Elasticsearch Core Features 

Before we start the tutorial, let’s review the key capabilities of Elasticsearch. 

Full-Text Search Capabilities

Full-text search is a technique for searching a document or a collection of documents that store textual content. Elasticsearch allows users to perform and combine many types of searches — structured, unstructured, based on geography, or specific metrics.

Full-text search in Elasticsearch goes beyond simple text matching. It supports complex queries that take into account how close terms are in a document, the popularity of terms, the relevance of terms, and more. Elasticsearch also has robust multi-language support, allowing it to handle languages with unique requirements like English, Arabic, and Chinese.

Real-Time Indexing

While traditional databases must undergo a time-consuming process to update their indices, Elasticsearch updates its index with every data change, keeping it fresh and ensuring that you’re always working with the most up-to-date information. Elasticsearch is able to carry out real-time indexing without impacting query performance.

Distributed and Scalable Nature

As a distributed system, Elasticsearch can scale horizontally to handle large amounts of data while maintaining high performance.

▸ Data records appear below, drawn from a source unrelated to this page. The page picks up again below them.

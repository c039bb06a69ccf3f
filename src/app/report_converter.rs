use std::collections::HashMap;
use std::sync::Arc;

use tracing::debug;

use super::stores::VulnerabilityRecordStore;
use crate::domain::errors::Result;
use crate::domain::report::{NativeReport, Report, VulnerabilityKey, VulnerabilityRecord};

/// Moves native reports between their JSON form and the normalised
/// `vulnerability_record` rows shared by every report of a registration.
pub struct ReportConverter {
    records: Arc<dyn VulnerabilityRecordStore>,
}

impl ReportConverter {
    pub fn new(records: Arc<dyn VulnerabilityRecordStore>) -> Self {
        Self { records }
    }

    /// Stores the vulnerabilities of `raw_report` as rows linked to `report_uuid`
    /// and returns the report blob without its vulnerability list.
    pub async fn to_relational(
        &self,
        report_uuid: &str,
        registration_uuid: &str,
        raw_report: &str,
    ) -> Result<String> {
        let mut report = NativeReport::from_json(raw_report)?;
        let items = std::mem::take(&mut report.vulnerabilities);

        let cve_ids: Vec<String> = items.iter().map(|i| i.id.clone()).collect();
        let mut known: HashMap<VulnerabilityKey, VulnerabilityRecord> = self
            .records
            .list_by_cve_ids(registration_uuid, &cve_ids)
            .await?
            .into_iter()
            .map(|r| (r.key(), r))
            .collect();

        let mut ids = Vec::with_capacity(items.len());
        for item in &items {
            let record = VulnerabilityRecord::from_item(item, registration_uuid);
            let id = match known.get(&record.key()) {
                Some(existing) => {
                    if existing.severity != record.severity {
                        debug!(
                            cve_id = %record.cve_id,
                            from = %existing.severity,
                            to = %record.severity,
                            "updating the severity of a vulnerability record"
                        );
                        self.records.update_severity(existing.id, record.severity).await?;
                    }
                    existing.id
                }
                None => self.create_or_reuse(record, &mut known).await?,
            };
            if !ids.contains(&id) {
                ids.push(id);
            }
        }

        self.records.insert_for_report(report_uuid, &ids).await?;
        report.to_json()
    }

    /// A concurrent check-in may have created the same record in the meantime.
    async fn create_or_reuse(
        &self,
        record: VulnerabilityRecord,
        known: &mut HashMap<VulnerabilityKey, VulnerabilityRecord>,
    ) -> Result<i64> {
        let key = record.key();
        match self.records.create(record.clone()).await {
            Ok(id) => {
                known.insert(key, VulnerabilityRecord { id, ..record });
                Ok(id)
            }
            Err(err) if err.is_conflict() => {
                let existing = self
                    .records
                    .list_by_cve_ids(&record.registration_uuid, std::slice::from_ref(&record.cve_id))
                    .await?
                    .into_iter()
                    .find(|r| r.key() == key)
                    .ok_or(err)?;
                let id = existing.id;
                known.insert(key, existing);
                Ok(id)
            }
            Err(err) => Err(err),
        }
    }

    /// Reassembles the full native report of a stored row.
    pub async fn from_relational(&self, report: &Report) -> Result<String> {
        if report.report.is_empty() {
            return Ok(String::new());
        }

        let records = self.records.get_for_report(&report.uuid).await?;
        if records.is_empty() {
            return Ok(report.report.clone());
        }

        let mut native = NativeReport::from_json(&report.report)?;
        native.vulnerabilities = records.iter().map(|r| r.to_item(&report.digest)).collect();
        native.to_json()
    }
}
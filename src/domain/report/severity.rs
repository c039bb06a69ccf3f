use std::fmt::{Display, Formatter};

use serde::{Deserialize, Deserializer, Serialize, Serializer};

/// Vulnerability severity, ordered from least to most severe.
#[derive(PartialEq, Eq, Hash, Clone, Copy, PartialOrd, Ord, Debug, Default)]
pub enum Severity {
    #[default]
    Unknown,
    Negligible,
    Low,
    Medium,
    High,
    Critical,
}

impl Severity {
    pub const ALL: [Severity; 6] = [
        Severity::Critical,
        Severity::High,
        Severity::Medium,
        Severity::Low,
        Severity::Negligible,
        Severity::Unknown,
    ];

    pub fn as_str(&self) -> &'static str {
        match self {
            Severity::Critical => "Critical",
            Severity::High => "High",
            Severity::Medium => "Medium",
            Severity::Low => "Low",
            Severity::Negligible => "Negligible",
            Severity::Unknown => "Unknown",
        }
    }

    /// Highest severity of the iterator, `Unknown` when empty.
    pub fn highest(severities: impl IntoIterator<Item = Severity>) -> Severity {
        severities.into_iter().max().unwrap_or_default()
    }
}

impl Display for Severity {
    fn fmt(&self, f: &mut Formatter<'_>) -> std::fmt::Result {
        f.write_str(self.as_str())
    }
}

impl From<&str> for Severity {
    fn from(value: &str) -> Self {
        Severity::ALL
            .into_iter()
            .find(|s| s.as_str().eq_ignore_ascii_case(value.trim()))
            .unwrap_or(Severity::Unknown)
    }
}

impl Serialize for Severity {
    fn serialize<S: Serializer>(&self, serializer: S) -> Result<S::Ok, S::Error> {
        serializer.serialize_str(self.as_str())
    }
}

impl<'de> Deserialize<'de> for Severity {
    fn deserialize<D: Deserializer<'de>>(deserializer: D) -> Result<Self, D::Error> {
        let value = String::deserialize(deserializer)?;
        Ok(Severity::from(value.as_str()))
    }
}
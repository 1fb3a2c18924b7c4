//! Storage tiers the coordinator reconciles.

use std::fmt;

use async_trait::async_trait;
use serde::Serialize;
use serde::de::DeserializeOwned;

use crate::model::{CartItem, WalletAddress};

use super::PersistenceError;
use super::migrate::PersistedItem;

/// Synchronous key-value cache local to the device.
///
/// Values are JSON documents; typed access goes through [`LocalCacheExt`].
pub trait LocalCache: Send + Sync {
    fn read(&self, key: &str) -> Result<Option<String>, PersistenceError>;

    fn write(&self, key: &str, value: &str) -> Result<(), PersistenceError>;
}

/// Typed JSON helpers over any [`LocalCache`], including trait objects.
pub trait LocalCacheExt: LocalCache {
    fn get_json<T: DeserializeOwned>(&self, key: &str) -> Result<Option<T>, PersistenceError> {
        match self.read(key)? {
            Some(raw) => Ok(Some(serde_json::from_str(&raw)?)),
            None => Ok(None),
        }
    }

    fn set_json<T: Serialize + ?Sized>(&self, key: &str, value: &T) -> Result<(), PersistenceError> {
        let raw = serde_json::to_string(value)?;
        self.write(key, &raw)
    }

    /// Append `values` to the JSON list stored under `key`.
    fn append_json<T: Serialize + DeserializeOwned + Clone>(
        &self,
        key: &str,
        values: &[T],
    ) -> Result<(), PersistenceError> {
        let mut list: Vec<T> = self.get_json(key)?.unwrap_or_default();
        list.extend_from_slice(values);
        self.set_json(key, &list)
    }
}

impl<C: LocalCache + ?Sized> LocalCacheExt for C {}

impl fmt::Debug for dyn LocalCache {
    fn fmt(&self, f: &mut fmt::Formatter<'_>) -> fmt::Result {
        f.write_str("LocalCache")
    }
}

impl fmt::Debug for dyn RemoteStore {
    fn fmt(&self, f: &mut fmt::Formatter<'_>) -> fmt::Result {
        f.write_str("RemoteStore")
    }
}

/// Remote cart storage keyed by wallet address.
///
/// Both calls may fail or hang; callers treat it as unreliable.
#[async_trait]
pub trait RemoteStore: Send + Sync {
    /// Stored cart for `address`; an empty list when none exists.
    async fn get_cart(&self, address: &WalletAddress)
    -> Result<Vec<PersistedItem>, PersistenceError>;

    async fn save_cart(
        &self,
        address: &WalletAddress,
        items: &[CartItem],
    ) -> Result<(), PersistenceError>;
}
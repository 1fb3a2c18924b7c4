//! Local cache persisted as a single JSON document on disk.

use std::collections::BTreeMap;
use std::fs;
use std::io;
use std::path::{Path, PathBuf};
use std::sync::{Mutex, PoisonError};

use serde_json::Value;
use tracing::debug;

use super::PersistenceError;
use super::ports::LocalCache;

/// A [`LocalCache`] that keeps every key in one JSON object file.
///
/// The whole document is rewritten on each write, so writes land in call order.
#[derive(Debug)]
pub struct FileCache {
    path: PathBuf,
    entries: Mutex<BTreeMap<String, Value>>,
}

impl FileCache {
    /// Open `path`, starting empty when the file does not exist yet.
    pub fn open(path: impl AsRef<Path>) -> Result<Self, PersistenceError> {
        let path = path.as_ref().to_path_buf();
        let entries = match fs::read_to_string(&path) {
            Ok(raw) if raw.trim().is_empty() => BTreeMap::new(),
            Ok(raw) => serde_json::from_str(&raw)?,
            Err(e) if e.kind() == io::ErrorKind::NotFound => BTreeMap::new(),
            Err(e) => return Err(e.into()),
        };
        debug!(path = %path.display(), keys = entries.len(), "opened file cache");
        Ok(Self {
            path,
            entries: Mutex::new(entries),
        })
    }

    pub fn path(&self) -> &Path {
        &self.path
    }
}

impl LocalCache for FileCache {
    fn read(&self, key: &str) -> Result<Option<String>, PersistenceError> {
        let entries = self.entries.lock().unwrap_or_else(PoisonError::into_inner);
        Ok(entries.get(key).map(Value::to_string))
    }

    fn write(&self, key: &str, value: &str) -> Result<(), PersistenceError> {
        let value: Value = serde_json::from_str(value)?;
        let mut entries = self.entries.lock().unwrap_or_else(PoisonError::into_inner);
        entries.insert(key.to_string(), value);
        let document = serde_json::to_string_pretty(&*entries)?;
        fs::write(&self.path, document)?;
        Ok(())
    }
}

Elasticsearch achieves its scalability by automatically partitioning data across multiple nodes, or servers, in a cluster. This process, known as sharding, allows Elasticsearch to distribute data and workload across multiple servers, ensuring that no single node becomes a bottleneck. In addition to sharding, Elasticsearch replicates data, creating copies of the data shards. This ensures that in case of a node failure, your data is still accessible from another node.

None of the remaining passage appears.